According to the seismic classification for Argentina, based on studies carried out until 1983, with the exception of the areas surrounding the cities of Salta and San Salvador de Jujuy, the north and a large part of the Sierras Pampeanas are located in Zone 2, of moderate danger [51]. We collect information on the seismicity around the study area, recording only earthquakes with magnitudes between 3 and 6 [52]. From 1973 to date there have been 31 earthquakes of magnitude ≥ 3 registered between 7 and 204 km depth, 9 earthquakes of magnitude ≥ 4 generated between 8 and 60 km depth and 5 earthquakes of magnitude ≥ 5 between 27 and 37 km deep (Fig. 1). We observe that earthquakes of magnitude ≥ 3 are aligned with regional structures such as the Tafí del Valle, Aconquija, Chasquivil, Periquillo, Las Cañas faults and the Los Pinos and Tucumán lineaments (Fig. 1). The earthquakes of magnitude ≥ 4 are aligned with the Tucumán and Los Pinos lineaments and the Narváez and Río Muerto faults and two of the earthquakes of magnitude ≥ 5 with the Río Muerto and Carapunco faults (Figs. 1, 2). Other recent and recurrent evidence of tectonic activity in the Tafí and Amaicha valleys and in the surrounding region are river captures [5], landslides and rock falls like on the left slope of the Los Sosa River (Fig. 4) on Provincial Route 307 (Fig. 2) and retrograde erosion.

Fig. 4
figure 4

a Azucena landslide on the left bank of the Los Sosa river (Chasquivil fault). b Fin del Mundo landslide on the left bank of the Los Sosa river (Chasquivil fault).
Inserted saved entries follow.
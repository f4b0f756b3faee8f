//! Data models
//!
//! Shared between the catalog server and API consumers.
//! DB row types use `#[cfg_attr(feature = "db", derive(sqlx::FromRow))]`.
//! All IDs are `i64` (SQLite INTEGER PRIMARY KEY), timestamps are unix millis.

pub mod category;
pub mod product;
pub mod product_category;

// Re-exports
pub use category::*;
pub use product::*;
pub use product_category::*;
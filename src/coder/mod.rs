//! Coder Module
//!
//! Pluggable encode/decode strategies turning typed values into bytes and
//! back. Three strategies are provided: structural JSON, a binary object
//! format, and a SIMD-accelerated JSON variant.

mod binary;
mod json;
mod simd;

pub use binary::{BincodeCoder, BincodeProtocol};
pub use json::JsonCoder;
pub use simd::SimdJsonCoder;

use std::sync::Arc;

use serde::de::DeserializeOwned;
use serde::Serialize;
use serde_json::Value;

use crate::error::{CacheError, Result};

// == Injectable Hooks ==
/// Fallback transform applied to structural data before JSON serialization.
///
/// Used to rewrite values the generic transform cannot represent directly,
/// such as store-specific identifier types.
pub type EncodeHook = Arc<dyn Fn(Value) -> Result<Value> + Send + Sync>;

/// Post-processing transform applied to structural data after JSON parsing,
/// before the value is reconstructed into its target type.
pub type DecodeHook = Arc<dyn Fn(Value) -> Result<Value> + Send + Sync>;

// == Coder ==
/// Encode/decode strategy, selected once at configuration time.
///
/// Dispatch is by enum rather than trait object because `encode` and
/// `decode` are generic over the value type, and the coordinator must hold
/// a single default coder serving heterogeneous call sites.
#[derive(Debug, Clone)]
pub enum Coder {
    /// Structural JSON with injectable hooks
    Json(JsonCoder),
    /// Binary object format, no structural intermediate
    Bincode(BincodeCoder),
    /// SIMD-accelerated JSON with the same hook contract as [`Coder::Json`]
    SimdJson(SimdJsonCoder),
}

impl Default for Coder {
    fn default() -> Self {
        Coder::Json(JsonCoder::new())
    }
}

impl Coder {
    // == Encode ==
    /// Encodes a value to bytes with the selected strategy.
    pub fn encode<T: Serialize>(&self, value: &T) -> Result<Vec<u8>> {
        match self {
            Coder::Json(coder) => coder.encode(value),
            Coder::Bincode(coder) => coder.encode(value),
            Coder::SimdJson(coder) => coder.encode(value),
        }
    }

    // == Decode ==
    /// Decodes bytes back into the declared target type.
    pub fn decode<T: DeserializeOwned>(&self, bytes: &[u8]) -> Result<T> {
        match self {
            Coder::Json(coder) => coder.decode(bytes),
            Coder::Bincode(coder) => coder.decode(bytes),
            Coder::SimdJson(coder) => coder.decode(bytes),
        }
    }
}

// == Type Adapter ==
/// Converts a typed value into structural data.
pub(crate) fn dump<T: Serialize>(value: &T) -> Result<Value> {
    serde_json::to_value(value).map_err(|err| CacheError::Encode {
        type_name: std::any::type_name::<T>(),
        reason: err.to_string(),
    })
}

/// Reconstructs a typed value from structural data.
///
/// A structural `null` reconstructs the null-equivalent target value
/// (`None` for `Option` targets). Union targets are serde enums: the
/// matching member is selected, and a decode error is returned when no
/// member matches.
pub(crate) fn load<T: DeserializeOwned>(data: Value) -> Result<T> {
    serde_json::from_value(data).map_err(|err| CacheError::Decode {
        type_name: std::any::type_name::<T>(),
        reason: err.to_string(),
    })
}
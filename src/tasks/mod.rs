//! Tasks Module
//!
//! Worker pool for blocking computations and the optional background TTL
//! sweeper.

mod cleanup;
mod pool;

pub use cleanup::spawn_cleanup_task;
pub use pool::BlockingPool;
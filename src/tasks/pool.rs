//! Blocking Worker Pool
//!
//! Bounded submit-and-await bridge that lets blocking computations run off
//! the async scheduler.

use std::sync::Arc;

use tokio::sync::Semaphore;

use crate::error::{CacheError, Result};

// == Blocking Pool ==
/// Bounded pool for blocking computations.
///
/// `run` suspends the caller until a worker slot is free and the task has
/// completed, so the async scheduler itself is never blocked. If the caller
/// is cancelled while suspended, the task's result is discarded; the worker
/// itself is not forcibly interrupted.
#[derive(Debug, Clone)]
pub struct BlockingPool {
    permits: Arc<Semaphore>,
}

impl BlockingPool {
    // == Constructor ==
    /// Creates a pool with at most `max_workers` concurrent tasks.
    pub fn new(max_workers: usize) -> Self {
        Self {
            permits: Arc::new(Semaphore::new(max_workers.max(1))),
        }
    }

    // == Submit And Await ==
    /// Runs a blocking task on the pool and awaits its output.
    ///
    /// A panicking task surfaces as [`CacheError::Internal`].
    pub async fn run<T, F>(&self, task: F) -> Result<T>
    where
        F: FnOnce() -> T + Send + 'static,
        T: Send + 'static,
    {
        let permit = self
            .permits
            .clone()
            .acquire_owned()
            .await
            .map_err(|_| CacheError::Internal("worker pool closed".to_string()))?;

        let handle = tokio::task::spawn_blocking(move || {
            let output = task();
            drop(permit);
            output
        });

        handle
            .await
            .map_err(|err| CacheError::Internal(format!("blocking worker failed: {err}")))
    }

    // == Available Workers ==
    /// Returns the number of currently free worker slots.
    pub fn available_workers(&self) -> usize {
        self.permits.available_permits()
    }
}
//! TTL Cleanup Task
//!
//! Background task that periodically removes expired entries from the
//! in-memory backend. Optional: reads already treat expired entries as
//! absent, the sweeper just reclaims their memory earlier.

use std::time::Duration;

use tokio::task::JoinHandle;
use tracing::{debug, info};

use crate::backend::InMemoryBackend;

/// Spawns a background task that periodically purges expired entries.
///
/// The task runs in an infinite loop, sleeping for the specified interval
/// between purge runs.
///
/// # Arguments
/// * `backend` - The in-memory backend to sweep (clones share storage)
/// * `cleanup_interval_secs` - Interval in seconds between purge runs
///
/// # Returns
/// A JoinHandle for the spawned task, which can be used to abort the task
/// during shutdown.
pub fn spawn_cleanup_task(backend: InMemoryBackend, cleanup_interval_secs: u64) -> JoinHandle<()> {
    let interval = Duration::from_secs(cleanup_interval_secs);

    tokio::spawn(async move {
        info!(
            "Starting TTL cleanup task with interval of {} seconds",
            cleanup_interval_secs
        );

        loop {
            tokio::time::sleep(interval).await;

            let removed = backend.purge_expired().await;

            if removed > 0 {
                info!("TTL cleanup: removed {} expired entries", removed);
            } else {
                debug!("TTL cleanup: no expired entries found");
            }
        }
    })
}
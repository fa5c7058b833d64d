//! Cache Coordinator Module
//!
//! Process-wide coordination: configuration lifecycle, accessors used by
//! the wrappers, scoped clearing and the global enable toggle.

use std::sync::atomic::{AtomicBool, Ordering};
use std::sync::{Arc, RwLock};

use tracing::info;

use crate::backend::Backend;
use crate::cached::Cached;
use crate::coder::Coder;
use crate::config::CacheConfig;
use crate::error::{CacheError, Result};
use crate::key::KeyBuilder;
use crate::tasks::BlockingPool;

// == Installed State ==
/// Configuration plus the worker pool built from it.
struct Installed {
    config: CacheConfig,
    pool: BlockingPool,
}

// == Memo Cache ==
/// Cache coordinator.
///
/// Created once at composition time and shared by `Arc`; wrappers hold a
/// reference and read configuration through the accessors. No operation is
/// valid before [`init`](Self::init); calling `init` again replaces the
/// configuration wholesale, which keeps tests independent without a
/// process restart.
pub struct MemoCache {
    /// Current configuration, None until the first `init`
    state: RwLock<Option<Installed>>,
    /// Global bypass toggle, flippable at any time
    enabled: AtomicBool,
}

impl MemoCache {
    // == Constructor ==
    /// Creates an unconfigured coordinator.
    pub fn new() -> Self {
        Self {
            state: RwLock::new(None),
            enabled: AtomicBool::new(true),
        }
    }

    // == Init ==
    /// Installs a configuration, replacing any previous one entirely.
    pub fn init(&self, config: CacheConfig) {
        self.enabled.store(config.enable, Ordering::SeqCst);
        let pool = BlockingPool::new(config.blocking_workers);

        info!(
            prefix = %config.prefix,
            expire = ?config.expire,
            enable = config.enable,
            "cache configured"
        );

        let mut state = self.state.write().expect("configuration lock poisoned");
        *state = Some(Installed { config, pool });
    }

    /// Runs an accessor against the installed configuration.
    fn installed<T>(&self, accessor: impl FnOnce(&Installed) -> T) -> Result<T> {
        let state = self.state.read().expect("configuration lock poisoned");
        match state.as_ref() {
            Some(installed) => Ok(accessor(installed)),
            None => Err(CacheError::Config(
                "init must be called before using the cache".to_string(),
            )),
        }
    }

    // == Accessors ==
    /// Returns the configured backend.
    pub fn backend(&self) -> Result<Arc<dyn Backend>> {
        self.installed(|state| Arc::clone(&state.config.backend))
    }

    /// Returns the configured default coder.
    pub fn coder(&self) -> Result<Coder> {
        self.installed(|state| state.config.coder.clone())
    }

    /// Returns the configured default key builder.
    pub fn key_builder(&self) -> Result<Arc<dyn KeyBuilder>> {
        self.installed(|state| Arc::clone(&state.config.key_builder))
    }

    /// Returns the configured global prefix.
    pub fn prefix(&self) -> Result<String> {
        self.installed(|state| state.config.prefix.clone())
    }

    /// Returns the configured default TTL in seconds.
    pub fn expire(&self) -> Result<Option<u64>> {
        self.installed(|state| state.config.expire)
    }

    /// Returns the blocking worker pool.
    pub(crate) fn blocking_pool(&self) -> Result<BlockingPool> {
        self.installed(|state| state.pool.clone())
    }

    // == Enable Toggle ==
    /// Returns the global enable flag.
    pub fn is_enabled(&self) -> bool {
        self.enabled.load(Ordering::SeqCst)
    }

    /// Toggles the global bypass.
    ///
    /// Takes effect for subsequent calls; calls already in flight finish
    /// under the flag they started with.
    pub fn set_enable(&self, enable: bool) {
        self.enabled.store(enable, Ordering::SeqCst);
        info!(enable, "cache enable flag changed");
    }

    // == Clear ==
    /// Removes cached entries and returns the number removed.
    ///
    /// A given namespace is qualified with the configured prefix before
    /// delegating, so callers never deal with the internal key layout.
    /// With neither namespace nor key, everything under the prefix is
    /// removed.
    pub async fn clear(&self, namespace: Option<&str>, key: Option<&str>) -> Result<u64> {
        let backend = self.backend()?;

        let removed = if let Some(key) = key {
            backend.clear(None, Some(key)).await?
        } else {
            let prefix = self.prefix()?;
            let scoped = match namespace {
                Some(namespace) => format!("{prefix}:{namespace}"),
                None => prefix,
            };
            backend.clear(Some(&scoped), None).await?
        };

        info!(removed, "cache cleared");
        Ok(removed)
    }

    // == Wrapper Factory ==
    /// Creates a cached wrapper for one target computation.
    ///
    /// `function` is the qualified function name, part of every cache key
    /// the wrapper builds.
    pub fn cached(self: &Arc<Self>, function: impl Into<String>) -> Cached {
        Cached::new(Arc::clone(self), function.into())
    }
}

impl Default for MemoCache {
    fn default() -> Self {
        Self::new()
    }
}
Landslide scars are shown with red lines

5 Earthquakes effects

In the seismogenic region of the continental crust (15–18 km), earthquakes produce an episodic rigid frictional deformation [53,54,55,56] whose rupture by propagation during deformation is controlled by the anisotropic fabric at the cortical scale [57]. When an earthquake is generated, oscillations occur in existing faults or, less frequently, in new faults [56, 58], the elastic stress accumulating in the rocks surrounding the fault zone, until the resulting stress in the plane it exceeds its frictional resistance and failure occurs [59].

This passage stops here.